# Pax just don't get it when it comes to tips.



## Wardell Curry (Jul 9, 2016)

So I picked up a lady at the airport, loaded her luggages, then circled around to pick up her friend at another terminal(at the request of pax #1), loaded her luggage and took them both to a single destination. No tip. Of my 8 airport trips yesterday not one tipped. What is wrong with people?


----------



## Jufkii (Sep 17, 2015)

Wardell Curry said:


> So I picked up a lady at the airport, loaded her luggages, then circled around to pick up her friend at another terminal(at the request of pax #1), loaded her luggage and took them both to a single destination. No tip. Of my 8 airport trips yesterday not one tipped. What is wrong with people?


In the twisted world of uber I have found out the hard way that the more I do the less likely I am to get tipped. Just driving them from point A to B while keeping my yap shut for the most part has yielded more tips than the other way around for some odd reason.Fine and dandy with me anyway at these rates


----------



## Wardell Curry (Jul 9, 2016)

Jufkii said:


> In the twisted world of uber I have found out the hard way that the more I do the less likely I am to get tipped. Just driving them from point A to B while keeping my yap shut for the most part has yielded more tips than the other way around for some odd reason.Fine and dandy with me anyway at these rates


Yea, Im usually quiet as well on trips unless the pax initiates conversation. But it doesn't seem to matter. It is just seems most pax won't tip regardless and the ones who do have already made up their mind to tip regardless of how pleasurable the ride was as long you are on time and take them to the right destination.


----------



## tohunt4me (Nov 23, 2015)

Wardell Curry said:


> So I picked up a lady at the airport, loaded her luggages, then circled around to pick up her friend at another terminal(at the request of pax #1), loaded her luggage and took them both to a single destination. No tip. Of my 8 airport trips yesterday not one tipped. What is wrong with people?


The airport used to produce tippers in my market.
NOT ANYMORE !
THANKS UBER.
The only consistent tippers now are fresh off of the Cruise Ships.
Tipping is mandatory on the Cruise Ships. It is deducted daily. Even the stateroom maids get tips.
Uber ruined tipping.
Now they try to substitute tipping with " badges" !
A 1st grader would be insulted !
It is disgusting !


----------



## Lepke (Oct 24, 2014)

Wardell Curry said:


> So I picked up a lady at the airport, loaded her luggages, then circled around to pick up her friend at another terminal(at the request of pax #1), loaded her luggage and took them both to a single destination. No tip. Of my 8 airport trips yesterday not one tipped. What is wrong with people?


Don't be shy.
When you are loading bags or going above and beyond you should come right out and ask for a tip.
You can say something like " I hope I'm going to get a tip for this."
Odds are you're never going to see them again so don't feel embarrassed.
If cab drivers are entitled to be tipped then so are you.


----------



## ChortlingCrison (Mar 30, 2016)

OH they get it alright. They just don't want to tip period.


----------



## I_Like_Spam (May 10, 2015)

Wardell Curry said:


> What is wrong with people?


The people are paying attention to the Uber website, which emphasizes the cashless nature of Uber and how tipping is unnecessary.

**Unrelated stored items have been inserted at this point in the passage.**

//! Fixed reply text. Nothing here is generated, so none of it can drift from
//! what the local runtime actually does.

use std::path::Path;

pub const CAPABILITY_STATEMENT: &str = "Yes. This is an OpenClawd local runtime. \
Verified local actions I can perform on this machine: create a Markdown note or a dashboard \
tutorial on your desktop, tell you exactly where the last file I created is, and report live \
workspace repair status (gateway port probe and recent guardrail blocks). \
Everything else is answered by the chat gateway, and its replies pass the local guardrail \
before you see them. I do not run arbitrary shell commands. \
For execution, send explicit requests like `create a markdown file on my desktop` or \
`give me a tutorial on this dashboard as a .md file on my desktop`.";

pub const UNPARSED_GUIDANCE: &str = "I can execute this locally, but I need explicit command format. \
Examples: `create a markdown file on my desktop`, \
`give me a tutorial on this dashboard as a .md file on my desktop`, \
`where is the file you created`, `what needs to be repaired in your workspace`.";

const CLARIFIER_PREFACE: &str = "If you meant my own advancement path, here is the concrete plan:\n\n";

pub fn avatar_advancement_plan(validation_command: &str, from_clarifier: bool) -> String {
    let preface = if from_clarifier { CLARIFIER_PREFACE } else { "" };
    format!(
        "{preface}Companion avatar advancement plan (local stack):\n\
         1. Expand deterministic local handler coverage for repeated high-risk prompts before gateway fallback.\n\
         2. Extend `/companion/validate-response` with new drift signatures from fresh transcripts.\n\
         3. Add regression cases (local-action + validator + frontend guardrail flow) for each new failure pattern.\n\
         4. Keep dashboard trust UX explicit: show `LOCAL VERIFIED` receipts and recent guardrail blocks.\n\
         5. Re-run `{validation_command}` and only ship when all checks pass."
    )
}

pub fn created_file(file_name: &str, path: &Path) -> String {
    format!(
        "Created `{file_name}` at `{}` on your computer.",
        path.display()
    )
}

pub fn create_failed(path: &Path, reason: &str) -> String {
    format!(
        "Could not create `{}` on your computer: {reason}. Nothing was written.",
        path.display()
    )
}

pub fn where_file(path: &Path) -> String {
    format!("The file I created is at `{}`.", path.display())
}

pub fn confirm_file(path: &Path) -> String {
    format!("Yes. I created it locally at `{}`.", path.display())
}

/// Probe results behind a repair-status reply.
#[derive(Debug, Clone, Copy, PartialEq, Eq)]
pub struct RepairSignals {
    pub gateway_port: u16,
    pub gateway_online: bool,
    pub guardrail_blocks: usize,
    pub block_threshold: usize,
}

impl RepairSignals {
    fn issues(&self) -> Vec<String> {
        let mut issues = Vec::new();
        if !self.gateway_online {
            issues.push(format!(
                "Gateway endpoint on port `{}` is offline.",
                self.gateway_port
            ));
        }
        if self.guardrail_blocks >= self.block_threshold {
            issues.push(format!(
                "Guardrail Watch shows high block volume ({} recent events), which indicates prompt-path drift.",
                self.guardrail_blocks
            ));
        }
        issues
    }

    /// `ok` is false whenever any probed signal indicates degradation.
    pub fn report(&self) -> (bool, String) {
        let issues = self.issues();
        let mut lines = vec![
            "Verified local repair status:".to_string(),
            format!(
                "- Gateway {}: {}",
                self.gateway_port,
                if self.gateway_online { "online" } else { "offline" }
            ),
            format!("- Guardrail recent blocks: {}", self.guardrail_blocks),
        ];
        if issues.is_empty() {
            lines.push("No critical repair is currently required.".to_string());
        } else {
            lines.push("Repairs needed:".to_string());
            lines.extend(issues.iter().map(|issue| format!("- {issue}")));
        }
        (issues.is_empty(), lines.join("\n"))
    }
}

This is a message the people want to hear, it really resonates with them, and was one of the reasons they chose Uber over taxicabs or limousines for their airport transportation needs.


----------



## Kekki (Jan 1, 2017)

That's the fault of their marketing. I know when I became a rider it was clearly stated on their website: No tips needed, drivers get paid enough. To be honest, haven't I looked once in a uber drivers forum I wouldn't haven known that drivers feel that they should've get a tip. I just saw it as a new service, like you don't tip the cashier at your supermarket.

Now I know better, however, if I'm just driving from A to B I still won't tip as I paid for this A to B ride at a certain price and the driver agreed to this certain price. But if I have a request that goes beyond just A to B (such as my driver has to wait 3 minutes for me, I have a big suitcase and he helps me or if I take some water or snacks from his car) I leave a tip of 1 to 5 pounds - depending on the nature of the additional service. But I have to say that I live in Europe where tipping, in contrary to the US, is not that common.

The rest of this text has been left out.